SECRETARY OF LABOR,
Complainant,

v.

QUANTUM CHEMICAL CORPORATION, EMERY DIVISION,
Respondent.

UNITED STEELWORKERS OF AMERICA, LOCAL 14340,
Authorized Employee
Representative.

OSHRC Docket 87-1750

 

ORDER

 

The Secretary's notice to withdraw citation is construed as a motion to withdraw the citation and is granted.


 

FOR THE COMMISSION
Ray H. Darling, Jr.
Executive Secretary

Dated 13 JAN 1989

 


SECRETARY OF LABOR,
Complainant,

v.

QUANTUM CHEMICAL CORPORATION, EMERY DIVISION,
Respondent.

UNITED STEELWORKERS OF AMERICA, LOCAL 14340,
Authorized Employee
Representative.

OSHRC Docket 87-1750

APPEARANCES:

Janice L. Thompson, Esquire, Office of the Solicitor,
U. S. Department of Labor, Cleveland, Ohio, on behalf of complainant.

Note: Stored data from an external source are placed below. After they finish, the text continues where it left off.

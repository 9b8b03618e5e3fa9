//! RPC Request/Response Types
//!
//! Defines the JSON-RPC method parameters and results. Params are always a
//! JSON object; tags travel as the comma-separated string the user typed.

use cmdvault_core::domain::{Command, ExecutionInfo, ExecutionOutcome, LogEvent, LogLine};
use serde::{Deserialize, Serialize};

pub const DEFAULT_PAGE_SIZE: i64 = 50;

fn default_limit() -> i64 {
    DEFAULT_PAGE_SIZE
}

/// command.add.v1 - Add a command to the catalog
#[derive(Debug, Clone, Serialize, Deserialize)]
pub struct AddCommandParams {
    pub name: String,
    pub command_text: String,
    #[serde(default)]
    pub description: Option<String>,
    #[serde(default)]
    pub tags: Option<String>,
}

#[derive(Debug, Clone, Serialize, Deserialize)]
pub struct AddCommandResponse {
    pub name: String,
    pub tags: Vec<String>,
}

/// command.list.v1 - Page through the catalog
#[derive(Debug, Clone, Serialize, Deserialize)]
pub struct ListCommandsParams {
    #[serde(default = "default_limit")]
    pub limit: i64,
    #[serde(default)]
    pub offset: i64,
}

impl Default for ListCommandsParams {
    fn default() -> Self {
        Self {
            limit: DEFAULT_PAGE_SIZE,
            offset: 0,
        }
    }
}

/// command.search.v1 - Free text and/or tag search
#[derive(Debug, Clone, Serialize, Deserialize)]
pub struct SearchCommandsParams {
    #[serde(default)]
    pub query: Option<String>,
    #[serde(default)]
    pub tags: Option<String>,
    #[serde(default = "default_limit")]
    pub limit: i64,
    #[serde(default)]
    pub offset: i64,
}

impl Default for SearchCommandsParams {
    fn default() -> Self {
        Self {
            query: None,
            tags: None,
            limit: DEFAULT_PAGE_SIZE,
            offset: 0,
        }
    }
}

#[derive(Debug, Clone, Serialize, Deserialize)]
pub struct CommandsResponse {
    pub commands: Vec<Command>,
}

/// command.update.v1 - Partial update
#[derive(Debug, Clone, Serialize, Deserialize)]
pub struct UpdateCommandParams {
    pub name: String,
    #[serde(default)]
    pub command_text: Option<String>,
    #[serde(default)]
    pub description: Option<String>,
    #[serde(default)]
    pub tags: Option<String>,
}

#[derive(Debug, Clone, Serialize, Deserialize)]
pub struct CommandResponse {
    pub command: Command,
}

/// command.delete.v1 - Delete by name and/or tags, or everything
#[derive(Debug, Clone, Default, Serialize, Deserialize)]
pub struct DeleteCommandsParams {
    #[serde(default)]
    pub name: Option<String>,
    #[serde(default)]
    pub tags: Option<String>,
    #[serde(default)]
    pub all: bool,
}

#[derive(Debug, Clone, Serialize, Deserialize)]
pub struct DeleteCommandsResponse {
    pub deleted: u64,
}

/// command.run.v1 / command.run_follow.v1 - Start a command
#[derive(Debug, Clone, Serialize, Deserialize)]
pub struct RunCommandParams {
    pub name: String,
    pub working_dir: String,
}

/// execution.status.v1 / execution.cancel.v1 / execution.follow.v1
#[derive(Debug, Clone, Serialize, Deserialize)]
pub struct ExecutionParams {
    pub execution_id: String,
}

#[derive(Debug, Clone, Serialize, Deserialize)]
pub struct ExecutionResponse {
    pub execution: ExecutionInfo,
}

/// execution.list.v1 - Live executions
#[derive(Debug, Clone, Serialize, Deserialize)]
pub struct ExecutionsResponse {
    pub executions: Vec<ExecutionInfo>,
}

#[derive(Debug, Clone, Serialize, Deserialize)]
pub struct CancelExecutionResponse {
    pub execution_id: String,
    pub cancelled: bool,
}

/// Event carried by a log notification
///
/// `started` opens a `command.run_follow.v1` stream so the caller learns the
/// execution id before any output arrives.
#[derive(Debug, Clone, PartialEq, Eq, Serialize, Deserialize)]
#[serde(tag = "event", content = "data", rename_all = "snake_case")]
pub enum StreamEvent {
    Started(ExecutionInfo),
    Line(LogLine),
    Terminal(ExecutionOutcome),
}

impl StreamEvent {
    pub fn is_terminal(&self) -> bool {
        matches!(self, StreamEvent::Terminal(_))
    }
}

impl From<LogEvent> for StreamEvent {
    fn from(event: LogEvent) -> Self {
        match event {
            LogEvent::Line(line) => StreamEvent::Line(line),
            LogEvent::Terminal(outcome) => StreamEvent::Terminal(outcome),
        }
    }
}

/// Subscription notification payload
#[derive(Debug, Clone, PartialEq, Eq, Serialize, Deserialize)]
pub struct LogNotification {
    pub execution_id: String,
    pub event: StreamEvent,
}

/// Split a comma-separated tag string; `None` or blank gives no tags
pub fn parse_tags(raw: Option<&str>) -> Vec<String> {
    raw.map(cmdvault_core::domain::split_tags)
        .unwrap_or_default()
}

David A. Copeland, Esquire, Quantum Chemical Corporation, Cincinnati, Ohio, on behalf of respondent.

Richard Smith, Safety Representative, United Steelworkers of America, Local 14349, Cincinnati, Ohio, on behalf of the authorized employee representative.


DECISION AND ORDER

SALYERS, Judge: Respondent, Quantum Chemical Corporation, Emery Divisions ("Emery"), contests a serious citation charging a violation of 29 C.F.R. § 1910.132(a) for failure to provide protective shields or barriers around a tank containing hot water. The citation emanates from an inspection conducted on July 16. 1987, by Occupational Safety for Health Administration ("OSHA) Compliance Officer an accident resulting in serious injuries to an Emery employee.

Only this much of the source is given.